• _SUPPLIED ENTRIES_:
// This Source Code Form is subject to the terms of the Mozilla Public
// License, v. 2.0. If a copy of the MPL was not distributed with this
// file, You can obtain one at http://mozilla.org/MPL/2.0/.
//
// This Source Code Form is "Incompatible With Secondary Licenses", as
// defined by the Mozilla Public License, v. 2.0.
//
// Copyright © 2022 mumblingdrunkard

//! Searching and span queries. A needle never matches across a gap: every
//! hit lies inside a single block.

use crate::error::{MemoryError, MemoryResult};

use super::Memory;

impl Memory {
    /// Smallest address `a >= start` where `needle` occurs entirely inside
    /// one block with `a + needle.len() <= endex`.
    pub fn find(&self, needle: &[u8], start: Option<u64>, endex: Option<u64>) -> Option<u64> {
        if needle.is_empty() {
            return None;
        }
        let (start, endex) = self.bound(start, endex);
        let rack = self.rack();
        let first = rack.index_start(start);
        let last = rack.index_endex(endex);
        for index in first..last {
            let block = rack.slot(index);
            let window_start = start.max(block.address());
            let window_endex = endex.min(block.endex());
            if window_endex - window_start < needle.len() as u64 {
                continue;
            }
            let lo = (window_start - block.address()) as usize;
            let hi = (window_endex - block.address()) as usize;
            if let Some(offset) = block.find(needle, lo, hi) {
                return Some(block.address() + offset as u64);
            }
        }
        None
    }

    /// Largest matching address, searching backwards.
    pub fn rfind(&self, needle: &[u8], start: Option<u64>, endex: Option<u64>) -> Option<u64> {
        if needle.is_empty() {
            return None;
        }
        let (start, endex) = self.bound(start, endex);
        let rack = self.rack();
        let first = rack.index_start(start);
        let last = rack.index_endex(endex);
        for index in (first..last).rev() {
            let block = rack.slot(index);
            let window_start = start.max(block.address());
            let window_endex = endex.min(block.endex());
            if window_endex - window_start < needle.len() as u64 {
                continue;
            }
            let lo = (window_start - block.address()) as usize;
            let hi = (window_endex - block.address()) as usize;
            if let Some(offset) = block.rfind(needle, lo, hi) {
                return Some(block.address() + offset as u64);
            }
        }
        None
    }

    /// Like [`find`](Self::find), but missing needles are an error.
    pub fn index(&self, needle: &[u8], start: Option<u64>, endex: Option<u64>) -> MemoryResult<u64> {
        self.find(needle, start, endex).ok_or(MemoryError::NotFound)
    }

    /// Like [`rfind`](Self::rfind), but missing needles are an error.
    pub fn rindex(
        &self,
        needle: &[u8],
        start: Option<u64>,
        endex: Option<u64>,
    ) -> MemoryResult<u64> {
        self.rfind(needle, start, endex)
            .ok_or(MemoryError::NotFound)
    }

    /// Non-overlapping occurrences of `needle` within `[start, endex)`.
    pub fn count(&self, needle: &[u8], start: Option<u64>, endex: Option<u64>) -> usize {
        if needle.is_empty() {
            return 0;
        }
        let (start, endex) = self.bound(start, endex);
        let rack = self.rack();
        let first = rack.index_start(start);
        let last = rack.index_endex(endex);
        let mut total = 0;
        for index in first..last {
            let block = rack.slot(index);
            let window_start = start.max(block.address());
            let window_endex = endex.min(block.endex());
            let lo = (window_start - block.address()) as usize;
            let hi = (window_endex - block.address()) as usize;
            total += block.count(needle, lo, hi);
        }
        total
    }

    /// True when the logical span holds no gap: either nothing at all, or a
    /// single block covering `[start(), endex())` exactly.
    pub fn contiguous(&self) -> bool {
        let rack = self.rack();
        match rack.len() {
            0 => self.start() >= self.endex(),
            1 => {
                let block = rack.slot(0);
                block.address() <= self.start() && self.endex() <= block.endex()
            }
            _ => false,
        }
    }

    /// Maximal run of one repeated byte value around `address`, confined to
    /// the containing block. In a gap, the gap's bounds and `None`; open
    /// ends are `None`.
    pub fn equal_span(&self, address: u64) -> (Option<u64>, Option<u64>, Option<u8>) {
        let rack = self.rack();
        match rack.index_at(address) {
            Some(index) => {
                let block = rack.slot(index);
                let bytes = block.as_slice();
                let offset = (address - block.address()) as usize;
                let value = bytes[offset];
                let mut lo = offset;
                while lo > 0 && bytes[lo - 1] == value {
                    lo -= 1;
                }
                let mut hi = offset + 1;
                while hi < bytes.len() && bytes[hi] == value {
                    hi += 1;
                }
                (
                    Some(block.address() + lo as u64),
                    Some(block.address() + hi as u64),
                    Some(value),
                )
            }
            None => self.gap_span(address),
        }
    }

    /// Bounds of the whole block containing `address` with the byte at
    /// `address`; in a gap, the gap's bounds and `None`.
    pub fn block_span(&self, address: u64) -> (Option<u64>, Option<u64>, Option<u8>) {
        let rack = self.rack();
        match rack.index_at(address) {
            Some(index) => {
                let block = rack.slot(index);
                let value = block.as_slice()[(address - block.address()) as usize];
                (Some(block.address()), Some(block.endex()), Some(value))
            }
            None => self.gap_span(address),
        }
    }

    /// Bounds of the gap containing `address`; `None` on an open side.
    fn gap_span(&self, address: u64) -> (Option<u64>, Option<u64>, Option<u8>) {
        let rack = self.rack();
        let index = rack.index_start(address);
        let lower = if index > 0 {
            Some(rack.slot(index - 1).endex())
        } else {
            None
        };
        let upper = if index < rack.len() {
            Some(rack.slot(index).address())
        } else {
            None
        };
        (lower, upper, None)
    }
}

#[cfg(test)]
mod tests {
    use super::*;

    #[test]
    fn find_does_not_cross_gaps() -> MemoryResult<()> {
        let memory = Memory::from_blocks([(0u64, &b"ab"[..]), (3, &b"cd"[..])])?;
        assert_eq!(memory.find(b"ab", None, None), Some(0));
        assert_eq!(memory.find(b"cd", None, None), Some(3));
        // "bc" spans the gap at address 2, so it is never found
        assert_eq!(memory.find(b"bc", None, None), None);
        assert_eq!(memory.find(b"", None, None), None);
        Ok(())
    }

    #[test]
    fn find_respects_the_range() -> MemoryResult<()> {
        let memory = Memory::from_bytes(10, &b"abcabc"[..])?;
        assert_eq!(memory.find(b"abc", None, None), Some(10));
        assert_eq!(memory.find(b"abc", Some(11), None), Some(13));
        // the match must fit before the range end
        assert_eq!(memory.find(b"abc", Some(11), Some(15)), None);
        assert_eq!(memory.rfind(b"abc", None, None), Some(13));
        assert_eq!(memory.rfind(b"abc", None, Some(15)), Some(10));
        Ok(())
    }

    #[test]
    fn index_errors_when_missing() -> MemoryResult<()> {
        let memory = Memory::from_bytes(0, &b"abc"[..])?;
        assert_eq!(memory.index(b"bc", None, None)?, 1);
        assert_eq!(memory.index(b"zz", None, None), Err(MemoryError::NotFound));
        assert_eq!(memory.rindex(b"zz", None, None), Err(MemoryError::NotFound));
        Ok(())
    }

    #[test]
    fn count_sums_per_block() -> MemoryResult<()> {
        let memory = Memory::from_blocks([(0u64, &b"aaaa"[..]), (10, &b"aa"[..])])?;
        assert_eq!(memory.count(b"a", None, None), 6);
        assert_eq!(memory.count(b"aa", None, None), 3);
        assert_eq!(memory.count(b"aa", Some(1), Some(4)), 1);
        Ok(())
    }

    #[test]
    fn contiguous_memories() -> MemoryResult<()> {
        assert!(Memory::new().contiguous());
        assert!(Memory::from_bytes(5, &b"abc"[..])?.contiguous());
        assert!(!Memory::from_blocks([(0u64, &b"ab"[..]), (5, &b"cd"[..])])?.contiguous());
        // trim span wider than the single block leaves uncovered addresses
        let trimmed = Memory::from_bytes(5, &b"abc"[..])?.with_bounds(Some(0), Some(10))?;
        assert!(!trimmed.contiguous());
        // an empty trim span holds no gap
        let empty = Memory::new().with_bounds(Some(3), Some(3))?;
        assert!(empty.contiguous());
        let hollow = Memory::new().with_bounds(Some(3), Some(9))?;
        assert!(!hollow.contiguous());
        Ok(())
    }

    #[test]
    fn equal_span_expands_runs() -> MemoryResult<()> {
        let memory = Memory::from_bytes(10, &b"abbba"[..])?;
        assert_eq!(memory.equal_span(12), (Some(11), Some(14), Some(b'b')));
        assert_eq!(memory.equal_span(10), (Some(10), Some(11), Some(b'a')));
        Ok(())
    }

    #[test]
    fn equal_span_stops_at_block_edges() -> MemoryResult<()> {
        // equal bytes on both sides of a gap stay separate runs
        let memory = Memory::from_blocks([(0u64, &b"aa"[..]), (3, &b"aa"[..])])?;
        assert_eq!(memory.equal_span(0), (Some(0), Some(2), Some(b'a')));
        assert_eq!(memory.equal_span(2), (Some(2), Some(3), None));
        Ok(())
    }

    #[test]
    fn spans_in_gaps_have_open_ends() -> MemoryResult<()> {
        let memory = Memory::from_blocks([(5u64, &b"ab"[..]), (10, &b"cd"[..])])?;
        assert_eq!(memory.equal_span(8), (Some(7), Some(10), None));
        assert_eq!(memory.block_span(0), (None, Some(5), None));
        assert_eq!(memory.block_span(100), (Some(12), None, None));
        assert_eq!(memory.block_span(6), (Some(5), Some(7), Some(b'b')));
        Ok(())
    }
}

• _TASK DIRECTIONS_: Going back over the entries above, copy word for word every line from the one that has "None, None)?, 1);" on through the one that has "assert!(Memory::new().contiguous());".

• _REPLY TO THE TASK_:
        assert_eq!(memory.index(b"bc", None, None)?, 1);
        assert_eq!(memory.index(b"zz", None, None), Err(MemoryError::NotFound));
        assert_eq!(memory.rindex(b"zz", None, None), Err(MemoryError::NotFound));
        Ok(())
    }

    #[test]
    fn count_sums_per_block() -> MemoryResult<()> {
        let memory = Memory::from_blocks([(0u64, &b"aaaa"[..]), (10, &b"aa"[..])])?;
        assert_eq!(memory.count(b"a", None, None), 6);
        assert_eq!(memory.count(b"aa", None, None), 3);
        assert_eq!(memory.count(b"aa", Some(1), Some(4)), 1);
        Ok(())
    }

    #[test]
    fn contiguous_memories() -> MemoryResult<()> {
        assert!(Memory::new().contiguous());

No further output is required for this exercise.